Work required — Look through the data below for the string "match", and copy every line where it turns up.

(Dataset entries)
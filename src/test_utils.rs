#[cfg(test)]
pub mod test_utils {
    use crate::router::create_router;
    use crate::schemas::AppState;
    use axum::Router;
    use axum_test::TestServer;
    use migration::{Migrator, MigratorTrait};
    use moka::future::Cache;
    use sea_orm::{ConnectionTrait, Database, DatabaseConnection};
    use std::time::Duration;
    use tracing::Level;
    use tracing_subscriber::FmtSubscriber;

    /// Create an in-memory SQLite database for testing
    pub async fn setup_test_db() -> DatabaseConnection {
        let db = Database::connect("sqlite::memory:")
            .await
            .expect("Failed to connect to in-memory database");

        db.execute_unprepared("PRAGMA foreign_keys = ON;")
            .await
            .expect("Failed to enable foreign keys");

        Migrator::up(&db, None)
            .await
            .expect("Failed to run migrations");

        db
    }

    /// Create AppState for testing
    pub async fn setup_test_app_state() -> AppState {
        let db = setup_test_db().await;

        AppState::new(db, Cache::new(100), Duration::from_secs(30))
    }

    /// Initialize tracing for tests with output to STDERR.
    ///
    /// The log level comes from RUST_LOG and defaults to WARN.
    fn init_test_tracing() -> tracing::subscriber::DefaultGuard {
        let log_level = std::env::var("RUST_LOG")
            .ok()
            .and_then(|level| level.parse::<Level>().ok())
            .unwrap_or(Level::WARN);

        let subscriber = FmtSubscriber::builder()
            .with_max_level(log_level)
            .with_writer(std::io::stderr)
            .finish();
        tracing::subscriber::set_default(subscriber)
    }

    /// Create axum app for testing
    pub async fn setup_test_app() -> Router {
        let _guard = init_test_tracing();

        let state = setup_test_app_state().await;
        create_router(state)
    }

    /// Test server over a fresh in-memory database
    pub async fn setup_test_server() -> TestServer {
        TestServer::new(setup_test_app().await).expect("Failed to start test server")
    }

    /// Test server plus a handle on the state it serves from
    pub async fn setup_test_server_with_state() -> (TestServer, AppState) {
        let _guard = init_test_tracing();

        let state = setup_test_app_state().await;
        let server =
            TestServer::new(create_router(state.clone())).expect("Failed to start test server");
        (server, state)
    }
}
//! Role-conditioned dashboard: the actor's profile plus figures computed from
//! their campaigns or applications.

use std::collections::BTreeSet;

use chrono::NaiveDateTime;
use model::entities::campaign::{self, CommissionType};
use model::entities::profile::{self, UserType};
use model::entities::seller_application::{self, ApplicationStatus};
use rust_decimal::Decimal;
use sea_orm::{ColumnTrait, DatabaseConnection, EntityTrait, QueryFilter};
use tracing::{debug, instrument};

use crate::error::Result;
use crate::profiles::get_profile;

/// How many entries the recent activity feed keeps.
pub const RECENT_ACTIVITY_LIMIT: usize = 5;

#[derive(Debug, Clone, PartialEq, Eq)]
pub struct StartupSummary {
    pub active_campaigns: usize,
    /// Distinct sellers with at least one approved application.
    pub partner_sellers: usize,
    pub pending_applications: usize,
    /// Distinct target regions across active campaigns.
    pub regions_covered: usize,
}

#[derive(Debug, Clone, PartialEq, Eq)]
pub struct SellerSummary {
    pub applications_submitted: usize,
    pub approved: usize,
    pub pending: usize,
    /// Mean percentage commission over approved campaigns; `None` when there
    /// are none.
    pub average_commission: Option<Decimal>,
}

#[derive(Debug, Clone, PartialEq, Eq)]
pub enum DashboardSummary {
    Startup(StartupSummary),
    Seller(SellerSummary),
}

/// One application event in the activity feed.
#[derive(Debug, Clone, PartialEq, Eq)]
pub struct ActivityEntry {
    pub application_id: i32,
    pub campaign_id: i32,
    pub campaign_title: String,
    pub seller_id: i32,
    pub status: ApplicationStatus,
    /// `reviewed_at` once reviewed, otherwise `applied_at`.
    pub occurred_at: NaiveDateTime,
}

impl ActivityEntry {
    fn new(application: &seller_application::Model, campaign: &campaign::Model) -> Self {
        Self {
            application_id: application.id,
            campaign_id: campaign.id,
            campaign_title: campaign.title.clone(),
            seller_id: application.seller_id,
            status: application.status,
            occurred_at: application.reviewed_at.unwrap_or(application.applied_at),
        }
    }
}

#[derive(Debug, Clone, PartialEq)]
pub struct Dashboard {
    pub profile: profile::Model,
    pub summary: DashboardSummary,
    pub recent_activity: Vec<ActivityEntry>,
}

/// Builds the dashboard of `user_id`, failing with `ProfileNotFound` when the
/// identity never completed signup.
#[instrument(skip(db))]
pub async fn load_dashboard(db: &DatabaseConnection, user_id: i32) -> Result<Dashboard> {
    let profile = get_profile(db, user_id).await?;

    let (summary, mut activity) = match profile.user_type {
        UserType::Startup => startup_view(db, user_id).await?,
        UserType::Seller => seller_view(db, user_id).await?,
    };

    activity.sort_by(|a, b| {
        b.occurred_at
            .cmp(&a.occurred_at)
            .then(b.application_id.cmp(&a.application_id))
    });
    activity.truncate(RECENT_ACTIVITY_LIMIT);

    debug!("Dashboard for {} has {} activity entries", user_id, activity.len());
    Ok(Dashboard {
        profile,
        summary,
        recent_activity: activity,
    })
}

async fn startup_view(
    db: &DatabaseConnection,
    owner_id: i32,
) -> Result<(DashboardSummary, Vec<ActivityEntry>)> {
    let campaigns = campaign::Entity::find()
        .filter(campaign::Column::OwnerId.eq(owner_id))
        .find_with_related(seller_application::Entity)
        .all(db)
        .await?;

    let mut regions = BTreeSet::new();
    let mut partners = BTreeSet::new();
    let mut active_campaigns = 0;
    let mut pending_applications = 0;
    let mut activity = Vec::new();

    for (campaign, applications) in &campaigns {
        if campaign.is_active() {
            active_campaigns += 1;
            regions.extend(campaign.target_regions.iter().cloned());
        }
        for application in applications {
            match application.status {
                ApplicationStatus::Approved => {
                    partners.insert(application.seller_id);
                }
                ApplicationStatus::Pending => pending_applications += 1,
                ApplicationStatus::Rejected => {}
            }
            activity.push(ActivityEntry::new(application, campaign));
        }
    }

    let summary = StartupSummary {
        active_campaigns,
        partner_sellers: partners.len(),
        pending_applications,
        regions_covered: regions.len(),
    };
    Ok((DashboardSummary::Startup(summary), activity))
}

async fn seller_view(
    db: &DatabaseConnection,
    seller_id: i32,
) -> Result<(DashboardSummary, Vec<ActivityEntry>)> {
    let rows = seller_application::Entity::find()
        .filter(seller_application::Column::SellerId.eq(seller_id))
        .find_also_related(campaign::Entity)
        .all(db)
        .await?;

    let mut approved = 0;
    let mut pending = 0;
    let mut approved_rates = Vec::new();
    let mut activity = Vec::new();

    for (application, campaign) in &rows {
        match application.status {
            ApplicationStatus::Approved => approved += 1,
            ApplicationStatus::Pending => pending += 1,
            ApplicationStatus::Rejected => {}
        }
        let Some(campaign) = campaign else { continue };
        if application.status == ApplicationStatus::Approved
            && campaign.commission_type == CommissionType::Percentage
        {
            approved_rates.push(campaign.commission_rate);
        }
        activity.push(ActivityEntry::new(application, campaign));
    }

    let summary = SellerSummary {
        applications_submitted: rows.len(),
        approved,
        pending,
        average_commission: average(&approved_rates),
    };
    Ok((DashboardSummary::Seller(summary), activity))
}

fn average(values: &[Decimal]) -> Option<Decimal> {
    if values.is_empty() {
        return None;
    }
    let total: Decimal = values.iter().sum();
    Some((total / Decimal::from(values.len())).round_dp(2))
}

Solution below —
    let (summary, mut activity) = match profile.user_type {
            match application.status {
        match application.status {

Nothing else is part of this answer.